Thoreau characterized the blue jay’s call as a “steel cold scream,” but I wouldn’t go that far. The bird actually has a variety of complex vocalizations, some of which are quite musical like the resonant tull-ull call that sounds like bell tones. And there are the melodic whistling notes that sound like teekle-teekle-teekle.
Blue jays are master mimics of other bird calls, and their rendition of a red-shouldered hawk’s shrieking keer-yuuu call is good enough to fool even experienced bird watchers.
I think the blue jays in my backyard issue the call of a red-shouldered hawk simply to scare off other birds from the birdseed. Blue jays are clever, if not downright smart. Measuring or defining intelligence in birds---and humans---is tricky. Still, blue jays and all Corvids behave in ways that indicate adaptability, memory, and problem solving---things that suggest a smart brain.
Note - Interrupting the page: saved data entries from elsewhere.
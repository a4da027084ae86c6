//! Hand-written trait implementations shared by the integration tests.

#![allow(dead_code)]

mod mock_beneficiary_repository;
mod mock_channel;
mod mock_history_repository;
mod mock_platform;

pub use mock_beneficiary_repository::MockBeneficiaryRepository;
pub use mock_channel::MockChannel;
pub use mock_history_repository::MockHistoryRepository;
pub use mock_platform::{MockPermission, MockSmsPrimitive, MockUriOpener};
//! Phone number normalization and the NormalizedPhone value object.

use super::errors::ValidationError;
use once_cell::sync::Lazy;
use regex::Regex;
use serde::{Deserialize, Deserializer, Serialize, Serializer};
use std::fmt;

/// Calling code assumed for bare 10-digit numbers (India).
pub const DEFAULT_COUNTRY_CODE: &str = "91";

const MIN_DIGITS: usize = 10;
const MAX_DIGITS: usize = 15;

// ASCII digits only; `\D` is Unicode-aware.
static NON_DIGIT: Lazy<Regex> =
    Lazy::new(|| Regex::new(r"[^0-9]").expect("Failed to compile non-digit regex"));

fn strip_non_digits(raw: &str) -> String {
    NON_DIGIT.replace_all(raw, "").into_owned()
}

fn digit_count_in_range(digits: &str) -> bool {
    let count = digits.chars().filter(char::is_ascii_digit).count();
    (MIN_DIGITS..=MAX_DIGITS).contains(&count)
}

/// A phone number in `+<country><subscriber>` form.
///
/// Holds a `+` followed by 10 to 15 digits. Values come out of
/// [`PhoneNormalizer::parse`] or out of deserialization, which re-checks
/// the shape.
///
/// # Example
///
/// ```
/// use animia_sms_dispatch::domain::PhoneNormalizer;
///
/// let phone = PhoneNormalizer::default().parse("98765 43210").unwrap();
/// assert_eq!(phone.as_str(), "+919876543210");
/// ```
#[derive(Debug, Clone, PartialEq, Eq, Hash)]
pub struct NormalizedPhone(String);

impl NormalizedPhone {
    /// Accept an already-normalized string, checking its shape.
    ///
    /// # Errors
    ///
    /// Returns `ValidationError::InvalidPhone` unless the value is `+`
    /// followed by 10 to 15 ASCII digits.
    pub fn from_normalized(value: impl Into<String>) -> Result<Self, ValidationError> {
        let value = value.into();
        let well_formed = value
            .strip_prefix('+')
            .map(|digits| {
                digits.chars().all(|c| c.is_ascii_digit()) && digit_count_in_range(digits)
            })
            .unwrap_or(false);

        if !well_formed {
            return Err(ValidationError::InvalidPhone(value));
        }
        Ok(Self(value))
    }

    /// Get the phone number as a string slice, including the leading `+`.
    pub fn as_str(&self) -> &str {
        &self.0
    }

    /// The digits without the leading `+`.
    pub fn digits(&self) -> &str {
        &self.0[1..]
    }

    /// Convert into the underlying String.
    pub fn into_inner(self) -> String {
        self.0
    }
}

impl Serialize for NormalizedPhone {
    fn serialize<S>(&self, serializer: S) -> Result<S::Ok, S::Error>
    where
        S: Serializer,
    {
        self.0.serialize(serializer)
    }
}

impl<'de> Deserialize<'de> for NormalizedPhone {
    fn deserialize<D>(deserializer: D) -> Result<Self, D::Error>
    where
        D: Deserializer<'de>,
    {
        let s = String::deserialize(deserializer)?;
        NormalizedPhone::from_normalized(s).map_err(serde::de::Error::custom)
    }
}

impl fmt::Display for NormalizedPhone {
    fn fmt(&self, f: &mut fmt::Formatter<'_>) -> fmt::Result {
        write!(f, "{}", self.0)
    }
}

/// Turns raw user input into canonical phone numbers.
#[derive(Debug, Clone, PartialEq, Eq)]
pub struct PhoneNormalizer {
    country_code: String,
}

impl Default for PhoneNormalizer {
    fn default() -> Self {
        Self::new(DEFAULT_COUNTRY_CODE)
    }
}

impl PhoneNormalizer {
    /// Create a normalizer for the given calling code (with or without `+`).
    pub fn new(country_code: impl Into<String>) -> Self {
        let country_code = country_code.into();
        Self {
            country_code: country_code.trim_start_matches('+').to_string(),
        }
    }

    /// The calling code prepended to bare 10-digit numbers, without `+`.
    pub fn country_code(&self) -> &str {
        &self.country_code
    }

    /// Best-effort normalization that never fails.
    ///
    /// - 10 digits: default country code is prepended
    /// - 12 digits starting with the country code: `+` is prepended
    /// - anything else: `+` followed by whatever digits remain
    ///
    /// Input without any digit yields an empty string. Malformed input still
    /// produces a `+<digits>` string; use [`parse`](Self::parse) when the
    /// result must be dialable.
    pub fn normalize(&self, raw: &str) -> String {
        let digits = strip_non_digits(raw);
        if digits.is_empty() {
            return String::new();
        }

        // 12 digits with the country code, input that already carried a `+`,
        // and the lenient fallback all reduce to `+<digits>`.
        if digits.len() == 10 {
            format!("+{}{}", self.country_code, digits)
        } else {
            format!("+{}", digits)
        }
    }

    /// True iff the digit count of `raw` is between 10 and 15.
    pub fn is_valid(&self, raw: &str) -> bool {
        digit_count_in_range(&strip_non_digits(raw))
    }

    /// Validate and normalize.
    ///
    /// # Errors
    ///
    /// - `ValidationError::MissingPhone` for blank input
    /// - `ValidationError::InvalidPhone` when the digit count is outside 10..=15
    pub fn parse(&self, raw: &str) -> Result<NormalizedPhone, ValidationError> {
        if raw.trim().is_empty() {
            return Err(ValidationError::MissingPhone);
        }
        if !self.is_valid(raw) {
            return Err(ValidationError::InvalidPhone(raw.to_string()));
        }
        NormalizedPhone::from_normalized(self.normalize(raw))
    }
}

/// [`PhoneNormalizer::normalize`] with the default country code.
pub fn normalize(raw: &str) -> String {
    PhoneNormalizer::default().normalize(raw)
}

/// [`PhoneNormalizer::is_valid`]; independent of the country code.
pub fn is_valid(raw: &str) -> bool {
    digit_count_in_range(&strip_non_digits(raw))
}
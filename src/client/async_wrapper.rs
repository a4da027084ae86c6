//! Async wrapper around the synchronous SmsApiClient.
//!
//! This module provides an async interface to the synchronous SmsApiClient by using
//! `tokio::task::spawn_blocking` to run HTTP operations on a dedicated thread pool,
//! preventing blocking of the async runtime.

use crate::client::{DeviceSmsResponse, SmsApiClient};
use crate::error::{SmsApiError, SmsApiResult};
use crate::models::{Beneficiary, SmsHistoryRecord, SmsStatistics, SmsStatus};
use async_trait::async_trait;
use std::sync::Arc;

/// Async wrapper trait for backend operations.
///
/// Implementations must not block the runtime; the default implementation
/// moves each call onto the blocking thread pool.
#[async_trait]
pub trait AsyncSmsApiClient: Send + Sync {
    async fn store_beneficiary_sms(&self, record: &SmsHistoryRecord) -> SmsApiResult<()>;
    async fn get_beneficiary_sms_history(
        &self,
        beneficiary_id: i64,
    ) -> SmsApiResult<Vec<SmsHistoryRecord>>;
    async fn get_sms_statistics(&self) -> SmsApiResult<SmsStatistics>;
    async fn update_sms_status(
        &self,
        sms_id: i64,
        status: SmsStatus,
        error_message: Option<&str>,
    ) -> SmsApiResult<()>;

    async fn get_beneficiary(&self, beneficiary_id: i64) -> SmsApiResult<Beneficiary>;
    async fn get_beneficiaries(&self, limit: usize) -> SmsApiResult<Vec<Beneficiary>>;

    async fn send_sms_to_device(
        &self,
        device_id: &str,
        phone_number: &str,
        message: &str,
    ) -> SmsApiResult<DeviceSmsResponse>;
}

/// Async wrapper around synchronous SmsApiClient.
#[derive(Clone)]
pub struct AsyncSmsApiClientImpl {
    client: Arc<SmsApiClient>,
}

impl AsyncSmsApiClientImpl {
    pub fn new(client: SmsApiClient) -> Self {
        Self {
            client: Arc::new(client),
        }
    }

    async fn run_blocking<T, F>(&self, op: F) -> SmsApiResult<T>
    where
        T: Send + 'static,
        F: FnOnce(&SmsApiClient) -> SmsApiResult<T> + Send + 'static,
    {
        let client = self.client.clone();
        tokio::task::spawn_blocking(move || op(client.as_ref()))
            .await
            .map_err(|e| SmsApiError::HttpError(format!("Task join error: {}", e)))?
    }
}

#[async_trait]
impl AsyncSmsApiClient for AsyncSmsApiClientImpl {
    async fn store_beneficiary_sms(&self, record: &SmsHistoryRecord) -> SmsApiResult<()> {
        let record = record.clone();
        self.run_blocking(move |client| client.store_beneficiary_sms(&record))
            .await
    }

    async fn get_beneficiary_sms_history(
        &self,
        beneficiary_id: i64,
    ) -> SmsApiResult<Vec<SmsHistoryRecord>> {
        self.run_blocking(move |client| client.get_beneficiary_sms_history(beneficiary_id))
            .await
    }

    async fn get_sms_statistics(&self) -> SmsApiResult<SmsStatistics> {
        self.run_blocking(|client| client.get_sms_statistics()).await
    }

    async fn update_sms_status(
        &self,
        sms_id: i64,
        status: SmsStatus,
        error_message: Option<&str>,
    ) -> SmsApiResult<()> {
        let error_message = error_message.map(str::to_string);
        self.run_blocking(move |client| {
            client.update_sms_status(sms_id, status, error_message.as_deref())
        })
        .await
    }

    async fn get_beneficiary(&self, beneficiary_id: i64) -> SmsApiResult<Beneficiary> {
        self.run_blocking(move |client| client.get_beneficiary(beneficiary_id))
            .await
    }

    async fn get_beneficiaries(&self, limit: usize) -> SmsApiResult<Vec<Beneficiary>> {
        self.run_blocking(move |client| client.get_beneficiaries(limit))
            .await
    }

    async fn send_sms_to_device(
        &self,
        device_id: &str,
        phone_number: &str,
        message: &str,
    ) -> SmsApiResult<DeviceSmsResponse> {
        let device_id = device_id.to_string();
        let phone_number = phone_number.to_string();
        let message = message.to_string();

        self.run_blocking(move |client| {
            client.send_sms_to_device(&device_id, &phone_number, &message)
        })
        .await
    }
}
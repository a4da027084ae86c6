//! Beneficiary records as served by the Animia backend.

use serde::{Deserialize, Serialize};

/// Name used when a record has no display name.
pub const FALLBACK_NAME: &str = "Beneficiary";

/// A programme beneficiary.
///
/// Owned by the backend and read-only here. Only the identity, the display
/// name and the three phone fields are modelled; every other column the
/// backend returns (screenings, interventions, ...) is ignored.
#[derive(Debug, Clone, Serialize, Deserialize, PartialEq, Default)]
#[serde(default)]
pub struct Beneficiary {
    /// Backend primary key
    pub id: i64,

    /// Human-facing unique id printed on cards
    #[serde(skip_serializing_if = "Option::is_none")]
    pub short_id: Option<String>,

    /// Display name
    #[serde(skip_serializing_if = "Option::is_none")]
    pub name: Option<String>,

    /// Primary phone number, as typed at registration
    #[serde(skip_serializing_if = "Option::is_none")]
    pub phone: Option<String>,

    /// Alternate (family) phone number
    #[serde(skip_serializing_if = "Option::is_none")]
    pub alt_phone: Option<String>,

    /// Phone number of the treating doctor
    #[serde(skip_serializing_if = "Option::is_none")]
    pub doctor_phone: Option<String>,
}

impl Beneficiary {
    /// Create a beneficiary with no phone numbers.
    pub fn new(id: i64, name: impl Into<String>) -> Self {
        Self {
            id,
            name: Some(name.into()),
            ..Default::default()
        }
    }

    /// Display name, falling back to "Beneficiary" when blank.
    pub fn display_name(&self) -> &str {
        self.name
            .as_deref()
            .map(str::trim)
            .filter(|name| !name.is_empty())
            .unwrap_or(FALLBACK_NAME)
    }
}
For example, blue jays can readily adapt to urban environments from their traditional pine-oak forests. They routinely cache food beneath tree bark or in the ground and remember the location for retrieval as necessary.
I do well to remember where the butter is in the refrigerator.
Scientific experiments have shown that blue jays can develop better problem solving strategies for finding food than can cats and monkeys. I’ve witnessed one of their clever food-finding strategies: they follow my wife around as she weeds her flowerbeds, waiting for her to uncover worms and beetles in the dirt.
The birds can capitalize on almost any food source, which is one reason for their adaptability to human habitations. Their eclectic diet may lead them to raid other bird nests for the eggs or, even worse, the baby birds. Fortunately, such meals aren’t too frequent among blue jays.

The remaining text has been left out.